5.2.5. Reporting of unintended exposures
(99) Unintended exposures and overexposures of patients in diagnostic procedures can be assessed initially using effective dose, which can provide sufficient information for the incident investigation and report, and inform decisions on requirements for more detailed assessments. An unintended exposure could occur in various situations, such as when there has been an error in the referral process, or the wrong patient or body part was examined. An overexposure might occur when there has been a mistake in the procedure, or where an equipment fault has occurred (Martin, 2005; Martin et al., 2017).
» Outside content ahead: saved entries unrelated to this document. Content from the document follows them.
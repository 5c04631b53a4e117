//! Minute-granularity scheduler loop.

use std::time::Duration;

use tokio_util::sync::CancellationToken;

use crate::cron::ScheduledJobRunner;
use crate::utils::timestamp;

const DEFAULT_INTERVAL_SECS: i64 = 60;
const DEBUG_INTERVAL_SECS: i64 = 3;

/// Upper bound on any single sleep, so the loop notices cancellation within
/// this window even when the next run is far away.
const POLL_GRANULARITY_SECS: i64 = 10;

/// Drives [`ScheduledJobRunner`] on a fixed cadence.
///
/// `last_run` is reset to the time a run actually starts, so job execution
/// time stretches the effective interval. That drift is accepted; runs are
/// not aligned to wall-clock boundaries.
pub struct WorkerLoop {
    runner: ScheduledJobRunner,
    interval: i64,
    granularity: i64,
}

impl WorkerLoop {
    pub fn new(runner: ScheduledJobRunner, debug: bool) -> Self {
        Self {
            runner,
            interval: if debug {
                DEBUG_INTERVAL_SECS
            } else {
                DEFAULT_INTERVAL_SECS
            },
            granularity: POLL_GRANULARITY_SECS,
        }
    }

    pub async fn run(&self, cancel: CancellationToken) {
        println!("[{}] Initializing worker...", timestamp());

        // Monotonic seconds since loop start; tokio's clock also makes the
        // timing testable under paused time.
        let start = tokio::time::Instant::now();
        let elapsed = |at: tokio::time::Instant| at.duration_since(start).as_secs() as i64;
        let mut last_run = 0i64;

        loop {
            if cancel.is_cancelled() {
                break;
            }

            let now = elapsed(tokio::time::Instant::now());
            if let Some(sleep_secs) = sleep_before_due(now, last_run, self.interval, self.granularity)
            {
                let remaining = last_run + self.interval - now;
                println!(
                    "[{}] Next run in {remaining} seconds, sleeping for {sleep_secs} seconds...",
                    timestamp()
                );
                tokio::select! {
                    _ = cancel.cancelled() => break,
                    _ = tokio::time::sleep(Duration::from_secs(sleep_secs as u64)) => {}
                }
                continue;
            }

            println!("[{}] Running...", timestamp());
            last_run = elapsed(tokio::time::Instant::now());

            // A failed run must not kill the loop; misconfiguration shows up
            // in the log on every tick until fixed.
            if let Err(err) = self.runner.run_once().await {
                println!("[{}] Scheduled run failed: {err}", timestamp());
            }

            println!("[{}] Finished!", timestamp());
        }
    }
}

/// How long to sleep before the next run is due, or `None` when due now.
/// Sleeps are capped at `granularity` so the loop stays responsive.
fn sleep_before_due(now: i64, last_run: i64, interval: i64, granularity: i64) -> Option<i64> {
    let due_at = last_run + interval;
    if now >= due_at {
        return None;
    }
    Some((due_at - now).min(granularity))
}

#[cfg(test)]
mod tests {
    use super::*;
    use async_trait::async_trait;
    use std::sync::Arc;
    use std::sync::atomic::{AtomicUsize, Ordering};

    use crate::config::CronGroup;
    use crate::cron::lock::MemoryLock;
    use crate::cron::{JobExecutor, ScheduledJobRunner};
    use crate::error::KernelError;

    #[test]
    fn sleep_is_capped_at_the_poll_granularity() {
        // 5 seconds into a 60 second interval: 55 remain, capped to 10.
        assert_eq!(sleep_before_due(1005, 1000, 60, 10), Some(10));
    }

    #[test]
    fn short_remainder_sleeps_exactly_the_remainder() {
        assert_eq!(sleep_before_due(1057, 1000, 60, 10), Some(3));
    }

    #[test]
    fn due_now_or_overdue_does_not_sleep() {
        assert_eq!(sleep_before_due(1060, 1000, 60, 10), None);
        assert_eq!(sleep_before_due(1100, 1000, 60, 10), None);
    }

    struct CountingExecutor {
        runs: Arc<AtomicUsize>,
        limit: usize,
        cancel: CancellationToken,
    }

    #[async_trait]
    impl JobExecutor for CountingExecutor {
        async fn run_jobs(&self, _jobs: &[String]) -> Result<(), KernelError> {
            if self.runs.fetch_add(1, Ordering::SeqCst) + 1 >= self.limit {
                self.cancel.cancel();
            }
            Ok(())
        }
    }

    #[tokio::test(start_paused = true)]
    async fn worker_keeps_invoking_the_runner_until_cancelled() {
        let cancel = CancellationToken::new();
        let runs = Arc::new(AtomicUsize::new(0));
        let executor = Arc::new(CountingExecutor {
            runs: runs.clone(),
            limit: 2,
            cancel: cancel.clone(),
        });

        let runner = ScheduledJobRunner::new(
            vec![CronGroup {
                name: "default".to_string(),
                jobs: vec!["/a".to_string()],
            }],
            Arc::new(MemoryLock::new()),
            executor,
            false,
        );

        // Debug interval (3 s); paused time auto-advances through the sleeps.
        WorkerLoop::new(runner, true).run(cancel).await;

        assert_eq!(runs.load(Ordering::SeqCst), 2);
    }
}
In situations of unintended exposure in which the level of dose is low, a broad assessment in terms of effective dose will usually be sufficient. If the unintended exposure is known to be similar to the dose for the standard examination of that type, generic values of effective dose for that procedure can be used if the generic value is a few mSv or less. When the effective dose is greater or exposure conditions do not equate to a standard examination, it is more appropriate to calculate the effective dose from the available exposure data. If the effective dose is greater than a few tens of mSv, there is likely to be a perceived need for a more in-depth evaluation involving an assessment of risk for the individual. In these circumstances, it may be appropriate to estimate doses for all radiosensitive organs and tissues, and apply age-, sex-, and organ-specific risk coefficients to derive a best estimate of risk (see Sections 2.6 and 5.4).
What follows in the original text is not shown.